The hon. Member for Leicester West (Liz Kendall) spoke about day services. I know how important they are, particularly for people with dementia and those who care for them. That is why I worked with the Social Care Institute for Excellence to provide guidance to services on how they can operate in a covid-secure way. I have said that the infection control fund can be used to help with extra costs for day services, and I have urged them to reopen in a covid-secure way. I have also been working with the Local Government Association and the Association of Directors of Adult Social Services to find out about the provision of day services—how much provision is there, where are the gaps and what more can be done to increase it?

Many hon. Members spoke about visiting in care homes. I want people to be able safely to visit their loved ones in care homes, but this is hard. Covid has taken the lives of 15,400 people living in care homes, and we know that when covid gets into a care home, particularly one that is looking after people with dementia, it is hard to control. Anyone can bring it in, particularly since many people have covid without any symptoms, so they do not know they have it. That is why we have advised care homes to restrict visiting, particularly during this national lockdown when covid rates are high in much of the country; in some areas, as many as one in four people have covid.

I did not want care homes to be closed up again during this lockdown, as they were in the first time around. We are advising care homes to do things that many have already put in place, such as allowing visits through screens and windows, but I know that that is not the answer, particularly for those with advanced dementia. That is why we are launching our trial of visitor testing on 16 November in 30 care homes. We are trialling both PCR and lateral flow tests to find the best way of doing this, with the intention of rolling out testing for visitors across the country as fast we can in December. I want people to be able to touch, hold hands and hug again. I cannot say when that will be possible, but, believe me, I want to make it possible again.

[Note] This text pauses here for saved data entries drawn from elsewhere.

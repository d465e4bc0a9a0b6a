//! Recency / frequency / monetary features and quintile scoring.

use chrono::{DateTime, Duration, Utc};
use serde::{Deserialize, Serialize};
use shopper_core::types::{RfmFeatures, Transaction};
use shopper_core::{AnalyticsResult, AnalyticsStore};
use std::collections::{BTreeMap, HashMap};
use std::sync::Arc;
use tracing::{debug, warn};

pub const DEFAULT_WINDOW_DAYS: i64 = 90;

/// Quintile scores, each in 1..=5; `rfm_score` is their sum.
#[derive(Debug, Clone, Copy, PartialEq, Eq, Serialize, Deserialize)]
pub struct RfmScores {
    pub recency_score: u8,
    pub frequency_score: u8,
    pub monetary_score: u8,
    pub rfm_score: u8,
}

impl RfmScores {
    pub fn new(recency_score: u8, frequency_score: u8, monetary_score: u8) -> Self {
        Self {
            recency_score,
            frequency_score,
            monetary_score,
            rfm_score: recency_score + frequency_score + monetary_score,
        }
    }

    /// Returned when scoring fails.
    pub fn lowest() -> Self {
        Self::new(1, 1, 1)
    }

    pub fn segment(&self) -> RfmSegment {
        RfmSegment::classify(self.recency_score, self.frequency_score, self.monetary_score)
    }
}

#[derive(Debug, Clone, Copy, PartialEq, Eq, PartialOrd, Ord, Hash, Serialize, Deserialize)]
#[serde(rename_all = "snake_case")]
pub enum RfmSegment {
    Champions,
    LoyalCustomers,
    PotentialLoyalists,
    NewCustomers,
    AtRisk,
    CannotLose,
    Hibernating,
    Lost,
}

impl RfmSegment {
    pub const ALL: [RfmSegment; 8] = [
        Self::Champions,
        Self::LoyalCustomers,
        Self::PotentialLoyalists,
        Self::NewCustomers,
        Self::AtRisk,
        Self::CannotLose,
        Self::Hibernating,
        Self::Lost,
    ];

    /// First matching rule wins.
    pub fn classify(r: u8, f: u8, m: u8) -> Self {
        if r >= 4 && f >= 4 && m >= 4 {
            Self::Champions
        } else if f >= 4 && m >= 4 {
            Self::LoyalCustomers
        } else if r >= 4 && f >= 3 {
            Self::PotentialLoyalists
        } else if r >= 4 && f <= 2 {
            Self::NewCustomers
        } else if r <= 2 && f >= 4 {
            Self::AtRisk
        } else if r <= 2 && m >= 4 {
            Self::CannotLose
        } else if r <= 2 && f <= 2 && m <= 2 {
            Self::Hibernating
        } else {
            Self::Lost
        }
    }

    pub fn as_str(&self) -> &'static str {
        match self {
            Self::Champions => "champions",
            Self::LoyalCustomers => "loyal_customers",
            Self::PotentialLoyalists => "potential_loyalists",
            Self::NewCustomers => "new_customers",
            Self::AtRisk => "at_risk",
            Self::CannotLose => "cannot_lose",
            Self::Hibernating => "hibernating",
            Self::Lost => "lost",
        }
    }
}

/// Raw RFM from a user's transactions. Recency uses whole days since the
/// latest purchase; frequency and monetary only count the trailing window.
pub fn rfm_from_transactions(
    transactions: &[Transaction],
    now: DateTime<Utc>,
    window_days: i64,
) -> RfmFeatures {
    let Some(last) = transactions.iter().map(|t| t.timestamp).max() else {
        return RfmFeatures::cold();
    };
    let window_start = now - Duration::days(window_days);
    let recent = transactions.iter().filter(|t| t.timestamp >= window_start);
    let (frequency, monetary) =
        recent.fold((0.0, 0.0), |(n, sum), t| (n + 1.0, sum + t.total_amount));

    RfmFeatures {
        recency: (now - last).num_days().max(0) as f64,
        frequency,
        monetary,
    }
}

#[derive(Debug, Clone, Copy)]
enum Direction {
    HigherIsBetter,
    LowerIsBetter,
}

/// Quintile bucket of `value` within `values`. For lower-is-better metrics
/// the rank counts values at or above `value`, so the smallest value lands
/// in bucket 5.
fn percentile_score(values: &[f64], value: f64, direction: Direction) -> u8 {
    if values.is_empty() {
        return 1;
    }
    let rank = match direction {
        Direction::HigherIsBetter => values.iter().filter(|v| **v <= value).count(),
        Direction::LowerIsBetter => values.iter().filter(|v| **v >= value).count(),
    };
    let percentile = rank as f64 / values.len() as f64;
    if percentile <= 0.2 {
        1
    } else if percentile <= 0.4 {
        2
    } else if percentile <= 0.6 {
        3
    } else if percentile <= 0.8 {
        4
    } else {
        5
    }
}

/// RFM of every user, computed once and reused for scoring.
#[derive(Debug, Clone, Default)]
pub struct RfmPopulation {
    by_user: BTreeMap<String, RfmFeatures>,
    recency: Vec<f64>,
    frequency: Vec<f64>,
    monetary: Vec<f64>,
}

impl RfmPopulation {
    pub fn from_features(by_user: BTreeMap<String, RfmFeatures>) -> Self {
        let recency = by_user
            .values()
            .map(|r| r.recency)
            .filter(|r| r.is_finite())
            .collect();
        let frequency = by_user.values().map(|r| r.frequency).collect();
        let monetary = by_user.values().map(|r| r.monetary).collect();
        Self {
            by_user,
            recency,
            frequency,
            monetary,
        }
    }

    pub fn get(&self, user_id: &str) -> Option<&RfmFeatures> {
        self.by_user.get(user_id)
    }

    pub fn len(&self) -> usize {
        self.by_user.len()
    }

    pub fn is_empty(&self) -> bool {
        self.by_user.is_empty()
    }

    pub fn scores(&self, rfm: &RfmFeatures) -> RfmScores {
        RfmScores::new(
            percentile_score(&self.recency, rfm.recency, Direction::LowerIsBetter),
            percentile_score(&self.frequency, rfm.frequency, Direction::HigherIsBetter),
            percentile_score(&self.monetary, rfm.monetary, Direction::HigherIsBetter),
        )
    }

    pub fn iter(&self) -> impl Iterator<Item = (&String, &RfmFeatures)> {
        self.by_user.iter()
    }
}

#[derive(Clone)]
pub struct RfmExtractor {
    store: Arc<dyn AnalyticsStore>,
    window_days: i64,
}

impl RfmExtractor {
    pub fn new(store: Arc<dyn AnalyticsStore>) -> Self {
        Self::with_window(store, DEFAULT_WINDOW_DAYS)
    }

    pub fn with_window(store: Arc<dyn AnalyticsStore>, window_days: i64) -> Self {
        Self { store, window_days }
    }

    /// Never fails; a store error yields the no-purchase profile.
    pub async fn calculate_for_user(&self, user_id: &str) -> RfmFeatures {
        match self.store.transactions_for_user(user_id).await {
            Ok(txs) => {
                metrics::counter!("features.rfm.computed").increment(1);
                rfm_from_transactions(&txs, Utc::now(), self.window_days)
            }
            Err(e) => {
                warn!(user_id = %user_id, error = %e, "RFM calculation failed");
                RfmFeatures::cold()
            }
        }
    }

    /// RFM for every known user from a single pass over all transactions.
    pub async fn population(&self) -> AnalyticsResult<RfmPopulation> {
        let now = Utc::now();
        let users = self.store.list_users().await?;
        let mut grouped: HashMap<String, Vec<Transaction>> = HashMap::new();
        for tx in self.store.all_transactions().await? {
            grouped.entry(tx.user_id.clone()).or_default().push(tx);
        }
        let by_user = users
            .into_iter()
            .map(|u| {
                let txs = grouped.remove(&u.user_id).unwrap_or_default();
                let rfm = rfm_from_transactions(&txs, now, self.window_days);
                (u.user_id, rfm)
            })
            .collect();
        let population = RfmPopulation::from_features(by_user);
        debug!(users = population.len(), "Computed RFM population");
        Ok(population)
    }

    pub async fn scores_for_user(&self, user_id: &str) -> RfmScores {
        let population = match self.population().await {
            Ok(p) => p,
            Err(e) => {
                warn!(user_id = %user_id, error = %e, "RFM scoring failed");
                return RfmScores::lowest();
            }
        };
        let rfm = match population.get(user_id) {
            Some(rfm) => *rfm,
            None => self.calculate_for_user(user_id).await,
        };
        population.scores(&rfm)
    }

    /// Every user bucketed into one of the eight RFM segments. All keys are
    /// present even when empty.
    pub async fn segments_by_rfm(&self) -> AnalyticsResult<BTreeMap<RfmSegment, Vec<String>>> {
        let population = self.population().await?;
        let mut segments: BTreeMap<RfmSegment, Vec<String>> =
            RfmSegment::ALL.iter().map(|s| (*s, Vec::new())).collect();
        for (user_id, rfm) in population.iter() {
            let segment = population.scores(rfm).segment();
            segments.entry(segment).or_default().push(user_id.clone());
        }
        Ok(segments)
    }
}
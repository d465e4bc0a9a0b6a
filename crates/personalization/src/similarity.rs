//! Similarity measures shared by the recommendation strategies.

use shopper_core::types::Product;

const CATEGORY_MATCH: f64 = 0.4;
const BRAND_MATCH: f64 = 0.3;
const PRICE_MATCH: f64 = 0.3;
/// Relative price gap under which two products count as similarly priced.
const PRICE_TOLERANCE: f64 = 0.2;

/// Cosine similarity of two dense vectors; zero when either has no magnitude.
pub fn cosine_similarity(a: &[f64], b: &[f64]) -> f64 {
    let dot: f64 = a.iter().zip(b).map(|(x, y)| x * y).sum();
    let norm_a = a.iter().map(|x| x * x).sum::<f64>().sqrt();
    let norm_b = b.iter().map(|x| x * x).sum::<f64>().sqrt();
    if norm_a == 0.0 || norm_b == 0.0 {
        return 0.0;
    }
    dot / (norm_a * norm_b)
}

/// Attribute overlap in `[0, 1]`: category, brand and price proximity.
/// Brands only match when both products declare one.
pub fn product_similarity(a: &Product, b: &Product) -> f64 {
    let mut score = 0.0;
    if a.category == b.category {
        score += CATEGORY_MATCH;
    }
    if let (Some(brand_a), Some(brand_b)) = (&a.brand, &b.brand) {
        if brand_a == brand_b {
            score += BRAND_MATCH;
        }
    }
    if let (Some(pa), Some(pb)) = (a.current_price(), b.current_price()) {
        if pa > 0.0 && pb > 0.0 && (pa - pb).abs() / pa.max(pb) < PRICE_TOLERANCE {
            score += PRICE_MATCH;
        }
    }
    score
}
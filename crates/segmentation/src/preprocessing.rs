//! Standardization and PCA projection of the training matrix, fitted with
//! linfa and persisted inside the model snapshot.

use linfa::prelude::*;
use linfa_preprocessing::linear_scaling::LinearScaler;
use linfa_reduction::Pca;
use ndarray::{Array2, Axis};
use serde::{Deserialize, Serialize};
use shopper_core::{AnalyticsError, AnalyticsResult};
use tracing::{debug, warn};

/// Total variance below this is treated as constant data.
const MIN_TOTAL_VARIANCE: f64 = 1e-12;

pub(crate) fn model_error(e: impl std::fmt::Display) -> AnalyticsError {
    AnalyticsError::Model(e.to_string())
}

/// Zero variance columns and single-row fits produce non-finite values;
/// those collapse to the column mean, which is zero after scaling.
fn sanitize(mut data: Array2<f64>) -> Array2<f64> {
    data.mapv_inplace(|v| if v.is_finite() { v } else { 0.0 });
    data
}

/// Zero-mean, unit-variance scaling fitted on one training batch.
#[derive(Serialize, Deserialize)]
pub struct Standardizer {
    width: usize,
    scaler: LinearScaler<f64>,
}

impl Standardizer {
    pub fn fit(data: &Array2<f64>) -> AnalyticsResult<Self> {
        if data.nrows() == 0 {
            return Err(AnalyticsError::InsufficientData(
                "cannot fit scaler on zero rows".into(),
            ));
        }
        let dataset = DatasetBase::from(data.clone());
        let scaler = LinearScaler::standard()
            .fit(&dataset)
            .map_err(model_error)?;
        Ok(Self {
            width: data.ncols(),
            scaler,
        })
    }

    pub fn width(&self) -> usize {
        self.width
    }

    pub fn transform(&self, data: &Array2<f64>) -> AnalyticsResult<Array2<f64>> {
        if data.ncols() != self.width {
            return Err(AnalyticsError::InvalidInput(format!(
                "expected {} columns, got {}",
                self.width,
                data.ncols()
            )));
        }
        let scaled: Array2<f64> = self.scaler.transform(data.clone());
        Ok(sanitize(scaled))
    }
}

/// PCA keeping the fewest components whose share of the total variance
/// reaches the configured target.
#[derive(Serialize, Deserialize)]
pub struct Projection {
    pca: Pca<f64>,
    n_components: usize,
    explained_variance: f64,
}

impl Projection {
    /// `None` when the data has no variance or PCA cannot be fitted; the
    /// caller then clusters the scaled matrix directly.
    pub fn fit(data: &Array2<f64>, variance_target: f64) -> Option<Self> {
        if data.nrows() < 2 {
            return None;
        }
        let total: f64 = data.var_axis(Axis(0), 1.0).sum();
        if !total.is_finite() || total < MIN_TOTAL_VARIANCE {
            debug!("Skipping PCA on constant data");
            return None;
        }

        let dataset = DatasetBase::from(data.clone());
        let max_components = data.ncols().min(data.nrows() - 1);
        let mut best: Option<Self> = None;
        for k in 1..=max_components {
            let pca = match Pca::params(k).fit(&dataset) {
                Ok(pca) => pca,
                Err(e) => {
                    // Rank-deficient data cannot yield more components.
                    if best.is_none() {
                        warn!(error = %e, "PCA fit failed, clustering without projection");
                    } else {
                        debug!(components = k, error = %e, "Stopping PCA at rank limit");
                    }
                    break;
                }
            };
            let explained = (pca.explained_variance().sum() / total).min(1.0);
            best = Some(Self {
                pca,
                n_components: k,
                explained_variance: explained,
            });
            if explained >= variance_target {
                break;
            }
        }
        best
    }

    pub fn n_components(&self) -> usize {
        self.n_components
    }

    /// Share of the training variance kept by the projection.
    pub fn explained_variance(&self) -> f64 {
        self.explained_variance
    }

    pub fn transform(&self, data: &Array2<f64>) -> Array2<f64> {
        let projected: Array2<f64> = self.pca.predict(data);
        sanitize(projected)
    }
}
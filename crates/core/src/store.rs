//! Async storage boundary. Components hold an `Arc<dyn AnalyticsStore>` and
//! only ever see typed records.

use crate::error::AnalyticsResult;
use crate::types::{
    FeedbackKind, FeedbackRecord, Product, Review, Segment, Session, Transaction, User,
    UserFeatures,
};
use async_trait::async_trait;
use chrono::{DateTime, Utc};
use std::collections::HashSet;

#[async_trait]
pub trait UserStore: Send + Sync {
    /// All users ordered by `user_id`.
    async fn list_users(&self) -> AnalyticsResult<Vec<User>>;
    async fn get_user(&self, user_id: &str) -> AnalyticsResult<Option<User>>;
    /// Returns `false` when the user does not exist.
    async fn set_user_segment(
        &self,
        user_id: &str,
        segment_id: Option<&str>,
    ) -> AnalyticsResult<bool>;
}

#[async_trait]
pub trait TransactionStore: Send + Sync {
    async fn transactions_for_user(&self, user_id: &str) -> AnalyticsResult<Vec<Transaction>>;
    async fn transactions_since(&self, since: DateTime<Utc>) -> AnalyticsResult<Vec<Transaction>>;
    async fn transactions_containing(&self, product_id: &str)
        -> AnalyticsResult<Vec<Transaction>>;
    async fn all_transactions(&self) -> AnalyticsResult<Vec<Transaction>>;
}

#[async_trait]
pub trait SessionStore: Send + Sync {
    async fn sessions_for_user(&self, user_id: &str) -> AnalyticsResult<Vec<Session>>;
    async fn users_active_since(&self, since: DateTime<Utc>) -> AnalyticsResult<HashSet<String>>;
}

#[async_trait]
pub trait ProductCatalog: Send + Sync {
    async fn get_product(&self, product_id: &str) -> AnalyticsResult<Option<Product>>;
    /// Products of one category ordered by `product_id`, optionally capped.
    async fn products_in_category(
        &self,
        category: &str,
        limit: Option<usize>,
    ) -> AnalyticsResult<Vec<Product>>;
    async fn list_products(&self, limit: Option<usize>) -> AnalyticsResult<Vec<Product>>;
    /// Distinct categories, sorted.
    async fn categories(&self) -> AnalyticsResult<Vec<String>>;
}

#[async_trait]
pub trait ReviewStore: Send + Sync {
    async fn reviews_by_users(&self, user_ids: &[String]) -> AnalyticsResult<Vec<Review>>;
}

#[async_trait]
pub trait FeatureStore: Send + Sync {
    async fn get_features(&self, user_id: &str) -> AnalyticsResult<Option<UserFeatures>>;
    /// Replaces any existing record for the same user.
    async fn put_features(&self, features: UserFeatures) -> AnalyticsResult<()>;
    async fn delete_features(&self, user_id: &str) -> AnalyticsResult<bool>;
    async fn list_features(&self) -> AnalyticsResult<Vec<UserFeatures>>;
}

#[async_trait]
pub trait SegmentStore: Send + Sync {
    async fn get_segment(&self, segment_id: &str) -> AnalyticsResult<Option<Segment>>;
    /// Replaces any existing record with the same id.
    async fn put_segment(&self, segment: Segment) -> AnalyticsResult<()>;
    async fn list_segments(&self) -> AnalyticsResult<Vec<Segment>>;
    async fn delete_segment(&self, segment_id: &str) -> AnalyticsResult<bool>;
}

#[async_trait]
pub trait FeedbackLog: Send + Sync {
    /// Appends a record and returns its id.
    async fn append_feedback(
        &self,
        user_id: &str,
        product_id: &str,
        feedback: FeedbackKind,
        position: u32,
    ) -> AnalyticsResult<u64>;
    async fn feedback_since(&self, since: DateTime<Utc>) -> AnalyticsResult<Vec<FeedbackRecord>>;
}

/// Everything the analytics core reads and writes.
pub trait AnalyticsStore:
    UserStore
    + TransactionStore
    + SessionStore
    + ProductCatalog
    + ReviewStore
    + FeatureStore
    + SegmentStore
    + FeedbackLog
{
}

impl<T> AnalyticsStore for T where
    T: UserStore
        + TransactionStore
        + SessionStore
        + ProductCatalog
        + ReviewStore
        + FeatureStore
        + SegmentStore
        + FeedbackLog
{
}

I turn briefly to access to diagnosis. At the start of the pandemic, many memory assessment services were closed and dementia diagnosis rates fell below our national ambition for the first time in four years. While we have supported remote or virtual memory assessment services, I recognise their shortcomings. I want to see in-person services fully functional as soon as possible, because a diagnosis can make such a difference so that people can access the treatment and support they need. I know the hon. Member for Leicester West, who raised this point, will understand.

I want briefly to mention the important role of charities such as the Alzheimer’s Society and the Race Equality Foundation, which are doing particular work to support black, Asian and minority ethnic people with dementia. We have supported those charities with extra funding, but I know they have gone above and beyond in their work during this pandemic.

I conclude by saying that as we navigate these challenging times, we must never lose sight of what is important. Our efforts must not just be to save lives, but also to make life worth living for everyone—thinking hardest and trying hardest for those who live with the greatest of challenges. That means doing our utmost for those with dementia and their families.

I start with heartfelt thanks to everybody who has contributed to the debate. It is so nice to be in such a high-quality debate where we all work together, and where we see and agree on the issues. Now, it is about moving forward on the solutions. There was much consensus, particularly on how we make sure that families can visit their loved ones in care homes. I have huge regard for the Minister. She has real empathy, and I am grateful to her for turning it into action, but I ask her to make a commitment. If the trial is starting next week, will she come to the House and make a statement at the end of this month, so that we know the results of that trial and when in December it will be rolled out? My hon. Friend the Member for Leicester West (Liz Kendall) makes an excellent point that this may be some people’s last Christmas. For everybody concerned, please can we do our utmost to make sure that this happens?

Motion lapsed, and sitting adjourned without Question put (Standing Order No. 10(14)).